Extended Data Fig. 4. Comparison of inflammatory foci in salivary glands of WT and Slc5a12 KO mice.

Whole-slide images of hematoxylin and eosin (H&E) staining of salivary glands from WT (a) and Slc5a12 KO (b) mice (n = 5 per group), showing differences in the inflammatory foci (peri-ductal leukocytic infiltrates containing more than 50 lymphocytes, black arrows).

Extended Data Fig. 5. Comparison of inflammatory foci in salivary glands of vehicle-cannulated and 3C7 mAb-cannulated mice.

Whole-slide images of hematoxylin and eosin (H&E) staining of salivary glands from vehicle-cannulated (a) and 3C7 mAb-cannulated (b) mice (n = 5/6 pr group), showing differences in inflammatory foci (peri-ductal leukocytic infiltrates containing more than 50 lymphocytes, black arrows).

Extended Data Fig. 6. Mechanisms of ectopic lymphoid structure formation in salivary glands.

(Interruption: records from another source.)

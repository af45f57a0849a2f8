pub mod api;
pub mod config;
pub mod models;
pub mod pipeline;
pub mod pipeline_config;

use std::process::ExitCode;
use std::sync::Arc;

use tracing_subscriber::EnvFilter;

use crate::api::{start_memo_api_server, ApiContext, ServerError};
use crate::config::{AppConfig, ConfigError};
use crate::pipeline::generation::{
    GenerationError, LlmClient, OllamaClient, SchemaConstrainedGenerator,
};
use crate::pipeline::retrieval::{OllamaEmbedder, QdrantRetriever, RetrievalError};
use crate::pipeline::schema::SchemaRegistry;
use crate::pipeline::worker::WorkerContext;
use crate::pipeline::MemoOrchestrator;

#[derive(Debug, thiserror::Error)]
pub enum StartupError {
    #[error("Configuration error: {0}")]
    Config(#[from] ConfigError),
    #[error("Retrieval client setup failed: {0}")]
    Retrieval(#[from] RetrievalError),
    #[error("Generation client setup failed: {0}")]
    Generation(#[from] GenerationError),
    #[error("Failed to start async runtime: {0}")]
    Runtime(std::io::Error),
    #[error(transparent)]
    Server(#[from] ServerError),
}

pub fn run() -> ExitCode {
    tracing_subscriber::fmt()
        .with_env_filter(
            EnvFilter::try_from_default_env()
                .unwrap_or_else(|_| EnvFilter::new(config::default_log_filter())),
        )
        .init();

    tracing::info!("{} starting v{}", config::APP_NAME, config::APP_VERSION);

    match start() {
        Ok(()) => ExitCode::SUCCESS,
        Err(e) => {
            tracing::error!(error = %e, "Startup failed");
            ExitCode::FAILURE
        }
    }
}

fn start() -> Result<(), StartupError> {
    let config = AppConfig::from_env()?;

    // Blocking HTTP clients must be built outside the async runtime.
    let ctx = build_worker_context(&config)?;

    let runtime = tokio::runtime::Builder::new_multi_thread()
        .enable_all()
        .build()
        .map_err(StartupError::Runtime)?;

    // The last handle to the clients is released here, off the runtime.
    let served = runtime.block_on(serve(config, ctx.clone()));
    drop(runtime);
    drop(ctx);
    served
}

/// Build the retrieval and generation clients once and bundle them for the
/// workers. Warns, without failing, when Ollama lacks a configured model.
pub fn build_worker_context(config: &AppConfig) -> Result<WorkerContext, StartupError> {
    let call_timeout_secs = config.generation.call_timeout.as_secs();

    let embedder = OllamaEmbedder::new(
        &config.generation.ollama_host,
        &config.retrieval.embedding_model,
        call_timeout_secs,
    )?;
    let retriever = QdrantRetriever::new(
        &config.retrieval.qdrant_host,
        &config.retrieval.collection,
        config.retrieval.api_key.clone(),
        Arc::new(embedder),
        call_timeout_secs,
    )?;

    let llm = OllamaClient::new(&config.generation.ollama_host, call_timeout_secs)?;
    for model in [&config.generation.model, &config.retrieval.embedding_model] {
        match llm.is_model_available(model) {
            Ok(true) => tracing::info!(model = %model, "Ollama model available"),
            Ok(false) => tracing::warn!(model = %model, "Ollama model not pulled; requests will fail until it is"),
            Err(e) => tracing::warn!(model = %model, error = %e, "Could not check Ollama models"),
        }
    }
    let generator = SchemaConstrainedGenerator::new(llm, &config.generation.model)
        .with_max_attempts(config.generation.max_attempts);

    tracing::info!(
        qdrant = %config.retrieval.qdrant_host,
        collection = %config.retrieval.collection,
        ollama = %config.generation.ollama_host,
        model = %config.generation.model,
        "Pipeline clients ready"
    );

    Ok(WorkerContext {
        retriever: Arc::new(retriever),
        generator: Arc::new(generator),
        schemas: Arc::new(SchemaRegistry::new()),
        settings: config.pipeline.clone(),
    })
}

async fn serve(config: AppConfig, ctx: WorkerContext) -> Result<(), StartupError> {
    let api = ApiContext::new(MemoOrchestrator::new(ctx));
    let server =
        start_memo_api_server(api, config.server.bind, &config.server.cors_origins).await?;
    tracing::info!(addr = %server.session.server_addr, "Listening");

    if let Err(e) = tokio::signal::ctrl_c().await {
        tracing::error!(error = %e, "Failed to listen for shutdown signal");
    }
    server.stop().await;
    Ok(())
}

The figure illustrates the proposed impact of lactate accumulation on T cell activation and the development of ectopic lymphoid structures in SjD SGs. (Left panel) Activated stromal cells, such as ductal epithelial cells, and infiltrating immune cells increase glycolysis, leading to lactate production and release into the microenvironment. CD4⁺ T cells uptake lactate via the SLC5A12 transporter. Lactate stimulates IL21 production by Tfh and Tph cells, driving B-cell activation and differentiation. (Right panel) Within the ectopic lymphoid structure, B cells organize into follicles supported by follicular dendritic cells (FDCs). Tfh cells provide help to B cells, leading to the production of autoantibodies and the generation of plasma cells and memory B cells. Autoantigens from the salivary gland epithelial cells contribute to the formation of immune complexes, perpetuating the autoimmune response.